What the Brooklyn Institute provides, he hopes, is a place for academics to supplement their pay while conducting research and teaching reasonably priced, high-level classes to adult students of all backgrounds.

At this point, the ambitions outpace the infrastructure. But the project is growing as a group of young graduate students and adjunct instructors (most from Columbia) produce podcasts and lead classes in the back room of a Brooklyn bar. Mondays last fall, Chaudhary taught a course relating the works of Plato and Aristotle to modern politics. This spring, he’s leading a six-week look at The Arcades Project while a colleague examines modern communication through the lens of classic literature.

The classes are modeled after traditional liberal arts seminars, with a side of Guinness and chicken wings. The bar donates the space to the class, which in turn reciprocates with food and drink orders on otherwise slow nights.

Chaudhary drew his inspiration in part from Max Horkheimer's now-defunct Institute for Social Research in Germany, where independent research was valued. Those Old World roots are important, Chaudhary said, as the Brooklyn Institute seeks to build a local, face-to-face base instead of the online presence favored by most higher ed upstarts.

The Brooklyn Institute’s first batch of students is mainly young, college-educated and genuinely interested in topics they might not have another way to discuss in such depth. Chaudhary has been impressed with the dedication of the current students, and hopes to attract a wider swath of curious New Yorkers to future classes.

“I do really, really want to reach out to people who maybe never had a college opportunity at all,” Chaudhary said. “No, you do not have to have a college degree to come study here. But we are not dumbing anything down. We think it’s possible to teach this to a very diverse group.”

But so far most students are professionals, some of whom arrive at the bar with extensive academic credentials. Alyssa Pelish, 34, left a Ph.D. program in literature four years ago but found herself still wanting to read and learn. Now a freelance writer with a job at a nonprofit agency, she’s taking her second Brooklyn Institute class this spring.

Pelish enjoys the material, and also likes to support young scholars who can use some extra cash while trying to live in New York on grad student stipends and adjunct pay.

“I know the disappointment of the Ponzi scheme of academia these days,” Pelish said. “This whole endeavor of theirs, it feels so cooperative. They’re pulling in people from the community on so many levels.”

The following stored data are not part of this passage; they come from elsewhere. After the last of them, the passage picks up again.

//! LLM client abstraction and request/response types.
//!
//! This module defines the seam between the model registry and whatever
//! runtime actually generates text.

use firegpt_core::AppResult;
use serde::{Deserialize, Serialize};

/// LLM completion request.
#[derive(Debug, Clone, Serialize, Deserialize)]
pub struct LlmRequest {
    /// Fully rendered prompt text
    pub prompt: String,

    /// Model identifier (artifact file name)
    pub model: String,

    /// Maximum tokens to generate
    #[serde(skip_serializing_if = "Option::is_none")]
    pub max_tokens: Option<u32>,

    /// Temperature for sampling (0.0 - 2.0)
    #[serde(skip_serializing_if = "Option::is_none")]
    pub temperature: Option<f32>,

    /// Sequences that end generation early
    #[serde(default, skip_serializing_if = "Vec::is_empty")]
    pub stop: Vec<String>,
}

impl LlmRequest {
    /// Create a new LLM request with required fields.
    pub fn new(prompt: impl Into<String>, model: impl Into<String>) -> Self {
        Self {
            prompt: prompt.into(),
            model: model.into(),
            max_tokens: None,
            temperature: None,
            stop: Vec::new(),
        }
    }

    /// Set the maximum tokens to generate.
    pub fn with_max_tokens(mut self, max_tokens: u32) -> Self {
        self.max_tokens = Some(max_tokens);
        self
    }

    /// Set the temperature for sampling.
    pub fn with_temperature(mut self, temperature: f32) -> Self {
        self.temperature = Some(temperature);
        self
    }

    /// Add a stop sequence.
    pub fn with_stop(mut self, stop: impl Into<String>) -> Self {
        self.stop.push(stop.into());
        self
    }
}

/// LLM completion response.
#[derive(Debug, Clone, Serialize, Deserialize)]
pub struct LlmResponse {
    /// The generated text
    pub content: String,

    /// Model that generated the response
    pub model: String,

    /// Usage statistics
    pub usage: LlmUsage,
}

/// Token usage statistics.
#[derive(Debug, Clone, Serialize, Deserialize, Default)]
pub struct LlmUsage {
    /// Tokens in the prompt
    #[serde(default)]
    pub prompt_tokens: u32,

    /// Tokens in the completion
    #[serde(default)]
    pub completion_tokens: u32,

    /// Total tokens used
    #[serde(default)]
    pub total_tokens: u32,
}

impl LlmUsage {
    /// Create usage stats from prompt and completion token counts.
    pub fn new(prompt_tokens: u32, completion_tokens: u32) -> Self {
        Self {
            prompt_tokens,
            completion_tokens,
            total_tokens: prompt_tokens + completion_tokens,
        }
    }
}

/// Trait for text generation runtimes.
///
/// A real backend in the model registry owns one client; swapping models
/// replaces the client wholesale.
#[async_trait::async_trait]
pub trait LlmClient: Send + Sync {
    /// Get the provider name (e.g., "llama-server").
    fn provider_name(&self) -> &str;

    /// Perform a non-streaming completion.
    async fn complete(&self, request: &LlmRequest) -> AppResult<LlmResponse>;
}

Chaudhary doesn’t use such strong terms in discussing adjunct pay – and makes sure to point out that he’s a proud Columbia student -- but shares concern about the academic job market. About 80 percent of the $295 tuition for each class goes to Brooklyn Institute scholars, something he hopes will make it more feasible for instructors to teach and live in the city.

“I don’t think right now anyone could be fully employed with us,” he said, “but you can definitely be partially employed. If we can make that partial employment better, in conjunction with being an adjunct, that can make a scholarly life more possible.”

Chaudhary hopes to grow the project – registration is open for two summer courses and more are in the works – but he’s not sure where the Brooklyn Institute will be in two or five years.

That’s part of the fun, said Michael Brent, a fellow Columbia doctoral student and a fellow at the institute. As the Brooklyn Institute expands its reach, Brent believes there’s potential for adjuncts and graduate students elsewhere to develop similar projects that allow them to supplement their income and research budgets.

“What’s stopping you from starting your own kind of initiative and doing it yourself?” Brent said. “Why would you look to the current colleges and universities as necessarily your only future if you want to continue as a scholar and a researcher.”